ARTIGO: A importância das mulheres rurais no desenvolvimento sustentável do futuro
07 dezembro 2017
[caption id="attachment_133423" align="aligncenter" width="1024"] Agricultoras em Rwamagana, Ruanda. Foto: Banco Mundial/A'Melody Lee[/caption]
Por Alan Bojanic, agrônomo e representante da Organização das Nações Unidas para a Alimentação e a Agricultura (FAO) no Brasil
As mulheres rurais são as responsáveis por mais da metade da produção de alimentos do mundo. Elas exercem também um importante papel na preservação da biodiversidade e garantem a soberania e a segurança alimentar ao se dedicar a produzir alimentos saudáveis.
Por outro lado, as mulheres rurais são as que mais vivem em situação de desigualdade social, política e econômica. Apenas 30% são donas formais de suas terras, 10% conseguem ter acesso a créditos e 5%, a assistência técnica.
E os desafios para as produtoras rurais não param por aí.
Em todas as regiões do mundo, as mulheres rurais enfrentam mais restrições do que os homens no acesso a terra, insumos agrícolas, água, sementes, tecnologia, ferramentas, crédito, assistência técnica, culturas rentáveis, mercados de produção e cooperativas rurais.
As mulheres, de forma rotineira, também são vítimas de discriminação nos mercados de trabalho rurais e são as responsáveis pela maior parte do trabalho não remunerado, já que ficam também à frente dos cuidados dentro de suas casas, dos filhos e dos afazeres domésticos. Esses fatores contribuem significativamente para diminuir a capacidade das mulheres de cooperar com a produção agrícola e o desenvolvimento rural.

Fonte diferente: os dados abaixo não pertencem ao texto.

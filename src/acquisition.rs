// Sample acquisition and calibration
// Converts one raw conversion sequence into physical-unit measurements

use crate::fmt::*;

/// Largest raw code the 12-bit converter can produce
pub const RAW_FULL_SCALE: u16 = 4095;

/// One raw conversion sequence.
///
/// Channel order is fixed by the acquisition hardware:
/// `{Uab, Ubc, Uca, Ud, Ia, Ib, Ic}`.
#[derive(Debug, Clone, Copy, Default, PartialEq, Eq)]
pub struct RawSamples {
    pub uab: u16,
    pub ubc: u16,
    pub uca: u16,
    pub ud: u16,
    pub ia: u16,
    pub ib: u16,
    pub ic: u16,
}

impl RawSamples {
    /// Build from a conversion sequence in hardware channel order
    pub const fn from_sequence(seq: [u16; 7]) -> Self {
        Self {
            uab: seq[0],
            ubc: seq[1],
            uca: seq[2],
            ud: seq[3],
            ia: seq[4],
            ib: seq[5],
            ic: seq[6],
        }
    }
}

/// Calibrated measurements for one cycle.
///
/// Line-to-line voltages and the DC bus voltage in volts, phase currents in
/// amperes.
#[derive(Debug, Clone, Copy, Default)]
pub struct Measurements {
    pub uab: f32,
    pub ubc: f32,
    pub uca: f32,
    pub ud: f32,
    pub ia: f32,
    pub ib: f32,
    pub ic: f32,
}

/// One affine calibration stage: `y = x * gain + offset`
#[derive(Debug, Clone, Copy)]
pub struct AffineStage {
    pub gain: f32,
    pub offset: f32,
}

impl AffineStage {
    pub const fn new(gain: f32, offset: f32) -> Self {
        Self { gain, offset }
    }

    #[inline]
    fn apply(&self, x: f32) -> f32 {
        x * self.gain + self.offset
    }
}

/// Two-stage calibration for one channel.
///
/// The initial stage maps converter input volts to engineering units from the
/// sensing network's nominal ratios; the correction stage is a second affine
/// fit taken against a reference meter on the assembled board.
#[derive(Debug, Clone, Copy)]
pub struct ChannelCalibration {
    pub initial: AffineStage,
    pub correction: AffineStage,
}

impl ChannelCalibration {
    pub const fn new(gain: f32, offset: f32, corr_gain: f32, corr_offset: f32) -> Self {
        Self {
            initial: AffineStage::new(gain, offset),
            correction: AffineStage::new(corr_gain, corr_offset),
        }
    }

    /// Apply both stages to a converter input voltage
    #[inline]
    pub fn apply(&self, input_volts: f32) -> f32 {
        self.correction.apply(self.initial.apply(input_volts))
    }
}

/// Acquisition parameters
pub struct AcquisitionConfig {
    /// Converter full-scale voltage [V]
    pub vref: f32,
    /// Largest valid raw code (12-bit)
    pub raw_max: u16,
    pub uab: ChannelCalibration,
    pub ubc: ChannelCalibration,
    pub uca: ChannelCalibration,
    pub ud: ChannelCalibration,
    pub ia: ChannelCalibration,
    pub ib: ChannelCalibration,
    pub ic: ChannelCalibration,
}

impl Default for AcquisitionConfig {
    fn default() -> Self {
        Self {
            vref: 3.0,
            raw_max: RAW_FULL_SCALE,
            // Line-to-line voltage dividers (~±376 V full scale) and the
            // per-board correction fit
            uab: ChannelCalibration::new(244.0, -376.0, 1.0237, 3.486),
            ubc: ChannelCalibration::new(240.0, -371.0, 1.1448, 18.311),
            uca: ChannelCalibration::new(252.0, -394.8, 0.9481, 11.842),
            // DC bus divider (unipolar, ~187 V nominal full scale)
            ud: ChannelCalibration::new(62.5, 0.184, 2.0048, -3.6605),
            // Hall current sensors, inverting (~±8 A around mid-scale)
            ia: ChannelCalibration::new(-5.22, 7.99, -0.9937, 0.078),
            ib: ChannelCalibration::new(-5.16, 8.0, -0.9982, 0.0492),
            ic: ChannelCalibration::new(-5.12, 7.81, -1.02, -0.1608),
        }
    }
}

/// Converts raw sample batches into calibrated measurements
pub struct SampleConverter {
    config: AcquisitionConfig,
}

impl SampleConverter {
    pub fn new(config: AcquisitionConfig) -> Self {
        Self { config }
    }

    /// Raw code to converter input volts.
    ///
    /// Codes above `raw_max` violate the input contract and are clamped to
    /// full scale rather than passed through uncalibrated.
    fn raw_to_volts(&self, raw: u16) -> f32 {
        let clamped = if raw > self.config.raw_max {
            warn!("raw sample {} above full scale, clamping", raw);
            self.config.raw_max
        } else {
            raw
        };
        clamped as f32 / self.config.raw_max as f32 * self.config.vref
    }

    /// Calibrate one conversion sequence
    pub fn convert(&self, raw: &RawSamples) -> Measurements {
        Measurements {
            uab: self.config.uab.apply(self.raw_to_volts(raw.uab)),
            ubc: self.config.ubc.apply(self.raw_to_volts(raw.ubc)),
            uca: self.config.uca.apply(self.raw_to_volts(raw.uca)),
            ud: self.config.ud.apply(self.raw_to_volts(raw.ud)),
            ia: self.config.ia.apply(self.raw_to_volts(raw.ia)),
            ib: self.config.ib.apply(self.raw_to_volts(raw.ib)),
            ic: self.config.ic.apply(self.raw_to_volts(raw.ic)),
        }
    }
}

#[cfg(test)]
mod tests {
    use super::*;

    fn converter() -> SampleConverter {
        SampleConverter::new(AcquisitionConfig::default())
    }

    #[test]
    fn test_reference_values_at_midscale() {
        let m = converter().convert(&RawSamples::from_sequence([2048; 7]));
        // 2048 -> 1.5004 V input, then both affine stages
        assert!((m.ud - 184.704).abs() < 0.01);
        assert!((m.uab - (-6.6595)).abs() < 0.01);
    }

    #[test]
    fn test_current_zero_code() {
        // 2069 counts sits at the current sensors' zero-ampere point
        let m = converter().convert(&RawSamples::from_sequence([0, 0, 0, 0, 2069, 2069, 2069]));
        assert!(m.ia.abs() < 0.01);
    }

    #[test]
    fn test_channels_are_monotonic() {
        let c = converter();
        let lo = c.convert(&RawSamples::from_sequence([0; 7]));
        let hi = c.convert(&RawSamples::from_sequence([4095; 7]));
        assert!(hi.uab > lo.uab);
        assert!(hi.ubc > lo.ubc);
        assert!(hi.uca > lo.uca);
        assert!(hi.ud > lo.ud);
        // Two inverting stages compose to a positive slope
        assert!(hi.ia > lo.ia);
        assert!(hi.ib > lo.ib);
        assert!(hi.ic > lo.ic);
    }

    #[test]
    fn test_out_of_range_clamps_to_full_scale() {
        let c = converter();
        let clamped = c.convert(&RawSamples::from_sequence([4500; 7]));
        let full = c.convert(&RawSamples::from_sequence([4095; 7]));
        assert_eq!(clamped.ud.to_bits(), full.ud.to_bits());
        assert_eq!(clamped.ia.to_bits(), full.ia.to_bits());
    }

    #[test]
    fn test_affine_midpoint() {
        // Affine transform: value at the midpoint of two codes sits at the
        // midpoint of the two results
        let c = converter();
        let a = c.convert(&RawSamples::from_sequence([1000; 7])).uab;
        let b = c.convert(&RawSamples::from_sequence([3000; 7])).uab;
        let mid = c.convert(&RawSamples::from_sequence([2000; 7])).uab;
        assert!((mid - (a + b) / 2.0).abs() < 0.01);
    }
}
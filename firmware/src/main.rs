#![no_std]
#![no_main]

mod benchmark;
mod bridge;
mod config;
mod fmt;
mod hardware;
mod state;
mod tasks;

#[cfg(not(feature = "defmt"))]
use panic_halt as _;
#[cfg(feature = "defmt")]
use {defmt_rtt as _, panic_probe as _};

use embassy_executor::Spawner;
use embassy_stm32::{
    adc::{Adc, AdcChannel, SampleTime},
    gpio::{Level, Output, Speed},
    timer::{
        complementary_pwm::{ComplementaryPwm, ComplementaryPwmPin},
        low_level::CountingMode,
        simple_pwm::PwmPin,
        Channel,
    },
};
use embassy_time::{Duration, Timer};

use bridge::RectifierPwm;
use fmt::*;
use tasks::{led_task, rectifier_control_task, status_report_task};

#[embassy_executor::main]
async fn main(spawner: Spawner) {
    // ハードウェア初期化
    let config = hardware::create_clock_config();
    let p = embassy_stm32::init(config);

    info!("═══════════════════════════════════════════════════════════");
    info!("");
    info!("    ██████╗ ██╗  ██╗    ██████╗ ███████╗ ██████╗████████╗");
    info!("   ██╔════╝ ██║  ██║    ██╔══██╗██╔════╝██╔════╝╚══██╔══╝");
    info!("   ██║  ███╗███████║    ██████╔╝█████╗  ██║        ██║   ");
    info!("   ██║   ██║╚════██║    ██╔══██╗██╔══╝  ██║        ██║   ");
    info!("   ╚██████╔╝     ██║    ██║  ██║███████╗╚██████╗   ██║   ");
    info!("    ╚═════╝      ╚═╝    ╚═╝  ╚═╝╚══════╝ ╚═════╝   ╚═╝   ");
    info!("");
    info!("        Active PWM Rectifier • STM32G431VB @ 170MHz");
    info!("");
    info!("═══════════════════════════════════════════════════════════");

    // LED初期化＆タスク起動
    let led1 = Output::new(p.PC13, Level::High, Speed::Low);
    let led2 = Output::new(p.PC14, Level::High, Speed::Low);
    let led3 = Output::new(p.PC15, Level::High, Speed::Low);
    spawner.spawn(led_task(led1, led2, led3)).unwrap();

    // ADC初期化
    // 7チャネルを100μs周期に収めるため短いサンプル時間を使用
    let mut adc1 = Adc::new(p.ADC1);
    adc1.set_sample_time(SampleTime::CYCLES24_5);

    // 取得チャネル（{Uab, Ubc, Uca, Ud, Ia, Ib, Ic}の順）
    let channels = [
        p.PA0.degrade_adc(),
        p.PA1.degrade_adc(),
        p.PA2.degrade_adc(),
        p.PA3.degrade_adc(),
        p.PB0.degrade_adc(),
        p.PB1.degrade_adc(),
        p.PB12.degrade_adc(),
    ];

    // PWM初期化（TIM1、3相補完PWM）
    // 出力は無効のまま初期化し、制御タスクがモードに応じて有効化する
    let mut leg_pwm = ComplementaryPwm::new(
        p.TIM1,
        Some(PwmPin::new(
            p.PE9,
            embassy_stm32::gpio::OutputType::PushPull,
        )),
        Some(ComplementaryPwmPin::new(
            p.PE8,
            embassy_stm32::gpio::OutputType::PushPull,
        )),
        Some(PwmPin::new(
            p.PE11,
            embassy_stm32::gpio::OutputType::PushPull,
        )),
        Some(ComplementaryPwmPin::new(
            p.PE10,
            embassy_stm32::gpio::OutputType::PushPull,
        )),
        Some(PwmPin::new(
            p.PE13,
            embassy_stm32::gpio::OutputType::PushPull,
        )),
        Some(ComplementaryPwmPin::new(
            p.PE12,
            embassy_stm32::gpio::OutputType::PushPull,
        )),
        None,
        None,
        config::pwm::CARRIER_FREQUENCY,
        CountingMode::EdgeAlignedUp,
    );
    leg_pwm.disable(Channel::Ch1);
    leg_pwm.disable(Channel::Ch2);
    leg_pwm.disable(Channel::Ch3);
    leg_pwm.set_dead_time(config::pwm::DEAD_TIME);

    let bridge = RectifierPwm::new(leg_pwm);
    info!("PWM bridge ready: max duty = {}", bridge.max_duty());

    // ベンチマーク実行
    unsafe {
        benchmark::enable_cycle_counter();
    }
    benchmark::run_sin_cos_benchmark(1000);
    benchmark::run_cycle_benchmark(1000);

    info!("Starting rectifier control...");

    // 制御タスクとステータスタスクを起動
    spawner
        .spawn(rectifier_control_task(adc1, channels, bridge))
        .unwrap();
    spawner.spawn(status_report_task()).unwrap();

    // メインループ（将来の拡張用）
    loop {
        Timer::after(Duration::from_millis(100)).await;
    }
}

Mas é possível reverter esse quadro.
Para a FAO, a igualdade de gênero requer condições de igualdade entre homens e mulheres no processo de tomada de decisões; na capacidade de exercer direitos humanos; no acesso a recursos e benefícios de desenvolvimento, bem como a administração e oportunidades no local de trabalho e em todos os outros aspectos relacionados aos meios de subsistência.
Nos últimos anos, a Organização tem adotado medidas que possibilitam a integração das questões de gênero no centro dos programas e de políticas de desenvolvimento. O trabalho da FAO vai além das "questões inerentes à mulher" e foca também em áreas que, até então, eram consideradas neutras em termos de gênero, como a agronomia ou a formulação de políticas econômicas específicas.
Como parte desse processo de entender e estudar as mulheres rurais, a FAO tem constatado que, quando as produtoras conseguem ter acesso igual ao dos homens a recursos produtivos e financeiros, oportunidades de renda, educação e serviços, há um aumento considerável na produção agrícola e uma redução significativa no número de pessoas pobres e com fome.
Diversas políticas públicas voltadas para garantir a autonomia e a igualdade de gênero para as mulheres rurais têm sido adotadas pelos países. Na América Latina, por exemplo, a adoção de programas destinados a documentar as mulheres rurais tornou-se uma boa estratégia para que elas tenham acesso a políticas e direitos.
No Brasil, a FAO é parceira do Estado em um projeto destinado a levar cidadania para as mulheres do campo. Nos últimos anos, milhares delas conseguiram o registro civil por meio dessa iniciativa. Com documento em mãos, além de se afirmarem como cidadãs, também puderam ter melhor acesso a saúde, educação, assistência e segurança social, bem como o direito à propriedade de terras, crédito e outros insumos que lhes garantam mais renda e autonomia econômica.
Manter essas e outras políticas, além de aprofundá-las, são os desafios que surgem no futuro, além da luta contra a fome e a pobreza, um dos principais desafios postos pelos Objetivos de Desenvolvimento Sustentável (ODS), aprovados pelos países das Nações Unidas em 2015.
O cumprimento dos ODS se torna a cada dia mais necessário, justamente agora, um período em que a FAO voltou a constatar um aumento no número de pessoas que passam fome no mundo. Os últimos dados apontam que, atualmente, 815 milhões de pessoas estão em estado de insegurança alimentar em todo o mundo, 38 milhões a mais em relação ao ano anterior.
Esse crescimento está relacionado em grande parte à proliferação de conflitos violentos e aos efeitos causados pelas mudanças climáticas. Ambos os casos levam milhares de pessoas a terem que deixar suas terras e migrarem para sobreviver. Um tema que foi amplamente debatido durante as celebrações do Dia Mundial da Alimentação, em outubro deste ano. E nessa parcela de imigrantes, está um número expressivo de mulheres do campo e da cidade.
Por isso, precisamos estar atentos e criar mecanismos para garantir um desenvolvimento rural sustentável, com respeito ao uso dos recursos naturais, a soberania e igualdade de gênero, a migração como uma opção, e tudo isso em sintonia com o lema dos ODS de não deixar ninguém para trás.